Opera Omnia Luigi Einaudi

31 luglio 1946 – Le autonomie locali (II)

Tipologia: Paragrafo/Articolo – Data pubblicazione: 31/07/1946

Atti parlamentari – Assemblea costituente – Commissione per la Costituzione – Seconda sottocommissione, resoconto sommario, Roma, Tip. della Camera dei Deputati, s. d. (1946-1947), 31 luglio 1946, pp. 56-60

 

La Seconda sottocommissione per la Costituzione prosegue la discussione sul problema delle autonomie locali; dopo un ampio intervento del deputato La Rocca prende la parola L. Einaudi:

In materia finanziaria non crede esista una soluzione unica, la quale possa soddisfare alla necessità di dare, sia alla provincia, per coloro che vogliono mantenerla, sia alla regione, per coloro che vogliono crearla, una finanza che non abbia bisogno di altri enti maggiori o minori. E crede che sia impossibile trovare questa soluzione, in quanto ciò condurrebbe a ricorrere ad espedienti che si sono adottati già tante volte nella storia, ma che non hanno mai dato risultati soddisfacenti. Vi sono stati luoghi e tempi nei quali l’ente intermedio (chiamiamolo regione) viveva dei contributi dei comuni (nel Regno di Napoli, prima del 1860, qualche cosa di simile si è verificato); ma il risultato fu sempre che la regione, ente intermedio, viveva una vita meschina, in quanto nasceva necessariamente la gara al peggio fra i comuni che avrebbero dovuto dare il contributo necessario per far vivere l’ente intermedio. Tutti i comuni facevano a gara per dimostrare la loro povertà, la loro incapacità a dare. Il risultato che si aveva, e che si avrebbe di nuovo se si applicasse il sistema dei contributi pagati dal comune, sarebbe l’impossibilità della vita finanziaria della regione. Lo stesso dicasi del sistema opposto di far vivere l’ente intermedio mediante il contributo dello stato. È un sistema che è stato qualche volta anch’esso applicato, ma ha sempre prodotto la corruzione politica. Se la regione deve vivere del contributo dello stato, si faranno vivere quelle regioni che hanno maggiore influenza politica e quindi vi saranno sempre regioni arretrate che si troveranno in condizioni sfavorevoli. Per conseguenza crede che l’esperienza dimostri che la regione non possa vivere con il sistema finanziario dei contributi, sia che questi partano dall’ente minore, il comune, sia che partano dall’ente maggiore, lo stato. Quindi necessità di fatto che l’ente intermedio abbia una finanza, che si potrebbe chiamare propria se, invece di essere chiamata propria, non dovesse essere chiamata finanza in partecipazione con gli altri enti: il comune e lo stato.

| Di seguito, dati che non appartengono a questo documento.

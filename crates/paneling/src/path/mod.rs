/// Path utilities for route mounting and redirects
///
/// All functions are **pure**: given same input, always produce same output with no side effects.

use std::borrow::Cow;

pub mod hierarchy;
pub use hierarchy::PanelHierarchy;

/// Resolves the route pattern a paneling route is mounted on
///
/// The pattern always ends with a wildcard so the router hands every
/// trailing segment to the resolver as the splat.
///
/// # Rules
///
/// - `None` or empty → `*`
/// - `*` → `*`
/// - ends with `*` → unchanged
/// - ends with `/` → append `*`
/// - otherwise → append `/*`
///
/// # Examples
///
/// ```
/// use paneling::path::resolve_route_path;
///
/// assert_eq!(resolve_route_path(None), "*");
/// assert_eq!(resolve_route_path(Some("/")), "/*");
/// assert_eq!(resolve_route_path(Some("/app")), "/app/*");
/// assert_eq!(resolve_route_path(Some("/app/")), "/app/*");
/// assert_eq!(resolve_route_path(Some("/app/*")), "/app/*");
/// ```
pub fn resolve_route_path(path: Option<&str>) -> Cow<'_, str> {
    match path {
        None | Some("") | Some("*") => Cow::Borrowed("*"),
        Some(p) if p.ends_with('*') => Cow::Borrowed(p),
        Some(p) if p.ends_with('/') => Cow::Owned(format!("{}*", p)),
        Some(p) => Cow::Owned(format!("{}/*", p)),
    }
}

/// Resolves the prefix that redirect targets are built on
///
/// # Rules
///
/// - `None` or empty → `/`
/// - `/` → `/`
/// - strip one trailing `*`
/// - ensure a leading `/`
/// - ensure a trailing `/`
///
/// # Examples
///
/// ```
/// use paneling::path::resolve_redirect_path;
///
/// assert_eq!(resolve_redirect_path(None), "/");
/// assert_eq!(resolve_redirect_path(Some("/")), "/");
/// assert_eq!(resolve_redirect_path(Some("paneling")), "/paneling/");
/// assert_eq!(resolve_redirect_path(Some("/app/*")), "/app/");
/// assert_eq!(resolve_redirect_path(Some("/app/")), "/app/");
/// ```
pub fn resolve_redirect_path(path: Option<&str>) -> Cow<'_, str> {
    let path = match path {
        None | Some("") | Some("/") => return Cow::Borrowed("/"),
        Some(p) => p,
    };

    let trimmed = path.strip_suffix('*').unwrap_or(path);

    // Fast path: already `/.../` (zero-copy)
    if trimmed.starts_with('/') && trimmed.ends_with('/') {
        return Cow::Borrowed(trimmed);
    }

    let mut result = String::with_capacity(trimmed.len() + 2);
    if !trimmed.starts_with('/') {
        result.push('/');
    }
    result.push_str(trimmed);
    if !result.ends_with('/') {
        result.push('/');
    }
    Cow::Owned(result)
}

/// Recovers the route prefix preceding all panel segments
///
/// Decodes the location (percent-encoding), then removes the first
/// occurrence of `/` + the joined splat. When the first splat element is
/// empty the matched path itself starts with a separator, so the leading
/// character of the location is left untouched.
///
/// Falls back to the raw location when it does not decode to UTF-8.
///
/// # Examples
///
/// ```
/// use paneling::path::base_url;
///
/// let splat = vec!["info".to_string()];
/// assert_eq!(base_url(&splat, "/base/info"), "/base");
/// assert_eq!(base_url(&splat, "/info"), "");
///
/// let splat = vec!["extra;a b".to_string()];
/// assert_eq!(base_url(&splat, "/app/extra;a%20b"), "/app");
/// ```
pub fn base_url(splat: &[String], location: &str) -> String {
    let decoded = urlencoding::decode(location).unwrap_or(Cow::Borrowed(location));
    let suffix = format!("/{}", splat.join("/"));

    match splat.first() {
        Some(first) if first.is_empty() => {
            let split = decoded.chars().next().map_or(0, char::len_utf8);
            let (head, rest) = decoded.split_at(split);
            format!("{}{}", head, rest.replacen(&suffix, "", 1))
        }
        _ => decoded.replacen(&suffix, "", 1),
    }
}

/// Joins a route prefix and a panel suffix, normalising the empty case to `/`
///
/// A `/` suffix stands for "no panel" and yields the prefix alone.
///
/// # Examples
///
/// ```
/// use paneling::path::join_panel_path;
///
/// assert_eq!(join_panel_path("/base", "info"), "/base/info");
/// assert_eq!(join_panel_path("/base", ""), "/base/");
/// assert_eq!(join_panel_path("/base", "/"), "/base");
/// assert_eq!(join_panel_path("", "/"), "/");
/// ```
pub fn join_panel_path(base: &str, suffix: &str) -> String {
    let joined = if suffix == "/" {
        base.to_string()
    } else {
        format!("{}/{}", base, suffix)
    };

    if joined.is_empty() {
        "/".to_string()
    } else {
        joined
    }
}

La ragione per cui non è possibile immaginare un sistema che sia proprio alla regione sta nel fatto che in sostanza la materia imponibile è una sola: il reddito del contribuente. Questo reddito si potrà afferrare all’origine, quando entra nel bilancio del contribuente, o quando, sotto forma di consumi, esce dal bilancio del contribuente; ma fuori del reddito non esistono altre materie imponibili. Quindi necessità tecnica, di fatto, che la regione ricorra alla medesima materia imponibile a cui forzatamente debbono ricorrere lo stato ed i comuni. Si tratterà di trovare metodi di compartecipazione della regione a quest’unica materia imponibile, che è il reddito del contribuente, che siano meglio adatti alla regione medesima, lasciando allo stato e rispettivamente al comune quelle altre parti di reddito che siano meglio adatte l’uno alla natura unitaria dello stato, l’altro alla natura piccola, locale del comune.

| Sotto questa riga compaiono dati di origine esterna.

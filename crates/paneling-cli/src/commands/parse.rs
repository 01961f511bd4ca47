use std::path::Path;

use anyhow::Result;
use colored::Colorize;
use paneling::config::validate_separator;
use paneling::parse_panel_path;

use super::load_paneling;

pub fn execute(config: Option<&Path>, segment: &str, separator: Option<char>, json: bool) -> Result<()> {
    let separator = match separator {
        Some(sep) => {
            validate_separator(sep)?;
            sep
        }
        None => load_paneling(config)?.separator(),
    };

    let descriptor = parse_panel_path(segment, separator);

    if json {
        println!("{}", serde_json::to_string_pretty(&descriptor)?);
        return Ok(());
    }

    match descriptor {
        Some(desc) => {
            println!("Name: {}", desc.name.cyan());
            println!("Id: {}", desc.id.as_deref().unwrap_or("-"));
            for (key, value) in &desc.extras {
                println!("  {} = {}", key, value);
            }
        }
        None => println!("{}", "Empty segment".yellow()),
    }

    Ok(())
}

Presa questa via che è la sola possibile, quali limiti si possono mettere alla finanza regionale?

Innanzi tutto qualche limite di esclusione. Si devono escludere tutte quelle imposte che, se diventassero imposte regionali, costituirebbero un impedimento alla vita economica unitaria. Le riforme che si vogliono attuare devono tener conto delle necessità economiche del paese. Per limitarci in un primo momento alle imposte sul consumo, si devono escludere dal campo di applicazione delle regioni tutte quelle imposte che sminuirebbero l’unità economica del paese. Non si può dare alle singole regioni il diritto di stabilire un’imposta di fabbricazione sullo zucchero, senza avere per conseguenza che ogni regione diventerebbe un campo chiuso. Se una regione stabilisce un’imposta di fabbricazione di mille lire ed un’altra regione la stabilisce di ottocento, quella che l’ha stabilita di mille deve mettere un dazio contro l’altra regione che l’ha stabilita di ottocento, perché altrimenti rovinerebbe la propria industria. Tutto ciò che costituisce barriera, vincolo, ecc., al commercio fra una regione e un’altra è una materia imponibile che deve essere sottratta alla regione. L’atto fondamentale dovrebbe quindi sancire un principio il quale contempli i casi singoli di esclusione nei quali la regione non può intervenire, perché il suo intervento sarebbe dannoso all’economia del paese. Ma la regione dovrà, come la provincia oggi, avere un suo campo tributario che si rivolga soprattutto alle imposte dirette.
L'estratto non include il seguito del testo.